* Task objective *
In the entries below, find each line with the string "starts" and copy it.

Dataset excerpts START

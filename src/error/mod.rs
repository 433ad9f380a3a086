// Error types for the recording bridge
//
// This module defines the recorder error type with numeric codes suitable for
// crossing the JNI boundary back to the Kotlin activity.

mod recorder;

pub use recorder::{log_recorder_error, RecorderError, RecorderErrorCodes};

/// Error codes for structured error reporting
///
/// This trait provides a standard way to get error codes and messages
/// from custom error types, enabling consistent error handling across
/// the FFI boundary.
pub trait ErrorCode {
    /// Get the numeric error code
    fn code(&self) -> i32;

    /// Get the human-readable error message
    fn message(&self) -> String;
}
//! Strategies for rolling a deployment from the old release to the new one.
//!
//! An [`Upgrader`] owns the diego components of a deployment (not the
//! plumbing). It starts them at the old release, replaces them one at a time
//! with new-release processes and stops whatever is left at the end.

use std::sync::Arc;
use std::time::Duration;

use async_trait::async_trait;
use dusts_runner::{interrupt, invoke, stop_processes, Process, Runner};
use dusts_world::config::{
    AuctioneerConfig, BbsConfig, LocketConfig, RepConfig, RouteEmitterConfig,
};
use dusts_world::{unchanged, ComponentFactory, DiegoVersion};
use tracing::info;

use crate::error::SuiteError;

/// Time a component gets to exit after SIGINT.
pub const STOP_TIMEOUT: Duration = Duration::from_secs(5);

/// Time a rep gets to finish evacuating and exit.
pub const REP_EXIT_TIMEOUT: Duration = Duration::from_secs(10);

/// Evacuation timeout of reps in the locket release.
pub const LOCAL_RE_EVACUATION_TIMEOUT: Duration = Duration::from_secs(10);

/// Modifier that can be held across awaits.
pub type Modifier<C> = dyn Fn(&mut C) + Sync;

#[async_trait]
pub trait Upgrader: Send {
    /// Start every component at the old release.
    async fn start_up(&mut self) -> Result<(), SuiteError>;

    /// Replace the components one by one, consulting `checkpoint` after each cell.
    async fn rolling_upgrade(&mut self, checkpoint: &dyn Checkpoint) -> Result<(), SuiteError>;

    /// Stop every component still running.
    async fn shut_down(&mut self) -> Result<(), SuiteError>;
}

/// Assertion run after each cell has been upgraded.
#[async_trait]
pub trait Checkpoint: Send + Sync {
    async fn cell_upgraded(&self, index: u32) -> Result<(), SuiteError>;
}

/// Checkpoint that asserts nothing.
pub struct NoCheckpoint;

#[async_trait]
impl Checkpoint for NoCheckpoint {
    async fn cell_upgraded(&self, _index: u32) -> Result<(), SuiteError> {
        Ok(())
    }
}

/// Checkpoint that requires a poller to keep running for a while.
pub struct PollerKeepsRunning {
    poller: Process,
    window: Duration,
}

impl PollerKeepsRunning {
    pub fn new(poller: Process, window: Duration) -> Self {
        Self { poller, window }
    }
}

#[async_trait]
impl Checkpoint for PollerKeepsRunning {
    async fn cell_upgraded(&self, index: u32) -> Result<(), SuiteError> {
        info!(cell = index, poller = %self.poller.name(), "checking poller is still up");

        match tokio::time::timeout(self.window, self.poller.wait()).await {
            Err(_) => Ok(()),
            Ok(outcome) => Err(SuiteError::PollerExited {
                name: self.poller.name().to_string(),
                cause: match outcome {
                    Ok(()) => "exited without being signalled".to_string(),
                    Err(e) => e.to_string(),
                },
            }),
        }
    }
}

/// The upgrader matching the release the deployment starts from.
pub fn upgrader_for(
    version: DiegoVersion,
    v0: Arc<dyn ComponentFactory>,
    v1: Arc<dyn ComponentFactory>,
) -> Box<dyn Upgrader> {
    match version {
        DiegoVersion::Ga => Box::new(GaUpgrader::new(v0, v1)),
        DiegoVersion::LocketLocalRe => Box::new(LocketLocalReUpgrader::new(v0, v1)),
    }
}

/// Interrupt the process in `slot` (if any) and put a freshly invoked `runner` in its place.
///
/// The old process stays in `slot` until it has exited, so a failed stop
/// leaves it for [`Upgrader::shut_down`] to kill.
pub async fn replace(slot: &mut Option<Process>, runner: Box<dyn Runner>) -> Result<(), SuiteError> {
    if let Some(process) = slot.as_ref() {
        interrupt(process, STOP_TIMEOUT).await?;
    }
    *slot = None;
    *slot = Some(invoke(runner).await?);
    Ok(())
}

/// Evacuate the `index`th cell, wait for its rep to exit and start the new rep.
pub async fn upgrade_rep(
    http: &reqwest::Client,
    v0: &dyn ComponentFactory,
    v1: &dyn ComponentFactory,
    index: u32,
    slot: &mut Option<Process>,
    modify: &Modifier<RepConfig>,
) -> Result<(), SuiteError> {
    info!(cell = index, "upgrading cell");

    let url = v0.rep_evacuation_url(index)?;
    info!(cell = index, url = %url, "evacuating cell");
    http.post(&url).send().await?;

    if let Some(rep) = slot.as_ref() {
        if tokio::time::timeout(REP_EXIT_TIMEOUT, rep.wait()).await.is_err() {
            return Err(SuiteError::EvacuationTimeout {
                index,
                timeout: REP_EXIT_TIMEOUT,
            });
        }
    }
    *slot = None;

    let runner = v1.rep_n(index, modify)?;
    *slot = Some(invoke(runner).await?);
    Ok(())
}

fn skip_locket_for_bbs(config: &mut BbsConfig) {
    config.client_locket_config.locket_address.clear();
}

fn skip_locket_for_auctioneer(config: &mut AuctioneerConfig) {
    config.client_locket_config.locket_address.clear();
}

fn local_re_evacuation_timeout(config: &mut RepConfig) {
    config.evacuation_timeout = LOCAL_RE_EVACUATION_TIMEOUT;
}

/// Upgrades from v1.0.0: no locket, one global route emitter.
pub struct GaUpgrader {
    v0: Arc<dyn ComponentFactory>,
    v1: Arc<dyn ComponentFactory>,
    http: reqwest::Client,
    bbs: Option<Process>,
    route_emitter: Option<Process>,
    auctioneer: Option<Process>,
    reps: [Option<Process>; 2],
}

impl GaUpgrader {
    pub fn new(v0: Arc<dyn ComponentFactory>, v1: Arc<dyn ComponentFactory>) -> Self {
        Self {
            v0,
            v1,
            http: reqwest::Client::new(),
            bbs: None,
            route_emitter: None,
            auctioneer: None,
            reps: [None, None],
        }
    }
}

#[async_trait]
impl Upgrader for GaUpgrader {
    async fn start_up(&mut self) -> Result<(), SuiteError> {
        let runner = self.v0.bbs(&unchanged::<BbsConfig>)?;
        self.bbs = Some(invoke(runner).await?);

        let runner = self.v0.route_emitter_n(0, &unchanged::<RouteEmitterConfig>)?;
        self.route_emitter = Some(invoke(runner).await?);

        let runner = self.v0.auctioneer(&unchanged::<AuctioneerConfig>)?;
        self.auctioneer = Some(invoke(runner).await?);

        for (index, slot) in (0u32..).zip(self.reps.iter_mut()) {
            let runner = self.v0.rep_n(index, &unchanged::<RepConfig>)?;
            *slot = Some(invoke(runner).await?);
        }
        Ok(())
    }

    async fn rolling_upgrade(&mut self, checkpoint: &dyn Checkpoint) -> Result<(), SuiteError> {
        info!("upgrading the bbs");
        let runner = self.v1.bbs(&skip_locket_for_bbs)?;
        replace(&mut self.bbs, runner).await?;

        info!("upgrading the auctioneer");
        let runner = self.v1.auctioneer(&skip_locket_for_auctioneer)?;
        replace(&mut self.auctioneer, runner).await?;

        info!("upgrading the route emitter");
        let runner = self.v1.route_emitter_n(0, &unchanged::<RouteEmitterConfig>)?;
        replace(&mut self.route_emitter, runner).await?;

        for (index, slot) in (0u32..).zip(self.reps.iter_mut()) {
            upgrade_rep(
                &self.http,
                self.v0.as_ref(),
                self.v1.as_ref(),
                index,
                slot,
                &unchanged::<RepConfig>,
            )
            .await?;
            checkpoint.cell_upgraded(index).await?;
        }
        Ok(())
    }

    async fn shut_down(&mut self) -> Result<(), SuiteError> {
        let [rep0, rep1] = &self.reps;
        stop_processes([
            self.bbs.as_ref(),
            self.route_emitter.as_ref(),
            self.auctioneer.as_ref(),
            rep0.as_ref(),
            rep1.as_ref(),
        ])
        .await?;
        Ok(())
    }
}

/// Upgrades from v1.25.2: locket plus a route emitter per cell.
pub struct LocketLocalReUpgrader {
    v0: Arc<dyn ComponentFactory>,
    v1: Arc<dyn ComponentFactory>,
    http: reqwest::Client,
    locket: Option<Process>,
    bbs: Option<Process>,
    auctioneer: Option<Process>,
    reps: [Option<Process>; 2],
    route_emitters: [Option<Process>; 2],
}

impl LocketLocalReUpgrader {
    pub fn new(v0: Arc<dyn ComponentFactory>, v1: Arc<dyn ComponentFactory>) -> Self {
        Self {
            v0,
            v1,
            http: reqwest::Client::new(),
            locket: None,
            bbs: None,
            auctioneer: None,
            reps: [None, None],
            route_emitters: [None, None],
        }
    }

    /// Route emitter of `factory` bound to the `index`th cell.
    fn local_route_emitter(
        &self,
        factory: &dyn ComponentFactory,
        index: u32,
    ) -> Result<Box<dyn Runner>, SuiteError> {
        let cell_id = self.v0.cell_id(index);
        let bind_to_cell = move |config: &mut RouteEmitterConfig| config.cell_id = cell_id.clone();
        Ok(factory.route_emitter_n(index, &bind_to_cell)?)
    }
}

#[async_trait]
impl Upgrader for LocketLocalReUpgrader {
    async fn start_up(&mut self) -> Result<(), SuiteError> {
        let runner = self.v0.locket(&unchanged::<LocketConfig>)?;
        self.locket = Some(invoke(runner).await?);

        let runner = self.v0.bbs(&unchanged::<BbsConfig>)?;
        self.bbs = Some(invoke(runner).await?);

        let runner = self.v0.auctioneer(&unchanged::<AuctioneerConfig>)?;
        self.auctioneer = Some(invoke(runner).await?);

        for (index, slot) in (0u32..).zip(self.reps.iter_mut()) {
            let runner = self.v0.rep_n(index, &local_re_evacuation_timeout)?;
            *slot = Some(invoke(runner).await?);
        }

        for index in 0..2u32 {
            let runner = self.local_route_emitter(self.v0.as_ref(), index)?;
            self.route_emitters[index as usize] = Some(invoke(runner).await?);
        }
        Ok(())
    }

    async fn rolling_upgrade(&mut self, checkpoint: &dyn Checkpoint) -> Result<(), SuiteError> {
        info!("upgrading locket");
        let runner = self.v1.locket(&unchanged::<LocketConfig>)?;
        replace(&mut self.locket, runner).await?;

        info!("downgrading locket");
        let runner = self.v0.locket(&unchanged::<LocketConfig>)?;
        replace(&mut self.locket, runner).await?;

        info!("upgrading the bbs");
        let runner = self.v1.bbs(&unchanged::<BbsConfig>)?;
        replace(&mut self.bbs, runner).await?;

        info!("upgrading locket");
        let runner = self.v1.locket(&unchanged::<LocketConfig>)?;
        replace(&mut self.locket, runner).await?;

        info!("upgrading the auctioneer");
        let runner = self.v1.auctioneer(&unchanged::<AuctioneerConfig>)?;
        replace(&mut self.auctioneer, runner).await?;

        for index in 0..2u32 {
            let cell = index as usize;
            upgrade_rep(
                &self.http,
                self.v0.as_ref(),
                self.v1.as_ref(),
                index,
                &mut self.reps[cell],
                &local_re_evacuation_timeout,
            )
            .await?;

            info!(cell = index, "upgrading route emitter");
            let runner = self.local_route_emitter(self.v1.as_ref(), index)?;
            replace(&mut self.route_emitters[cell], runner).await?;

            checkpoint.cell_upgraded(index).await?;
        }
        Ok(())
    }

    async fn shut_down(&mut self) -> Result<(), SuiteError> {
        let [rep0, rep1] = &self.reps;
        let [emitter0, emitter1] = &self.route_emitters;
        stop_processes([
            self.bbs.as_ref(),
            emitter0.as_ref(),
            emitter1.as_ref(),
            self.auctioneer.as_ref(),
            rep0.as_ref(),
            rep1.as_ref(),
            self.locket.as_ref(),
        ])
        .await?;
        Ok(())
    }
}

Dataset excerpts END

* Expected output *
//! plumbing). It starts them at the old release, replaces them one at a time
/// The upgrader matching the release the deployment starts from.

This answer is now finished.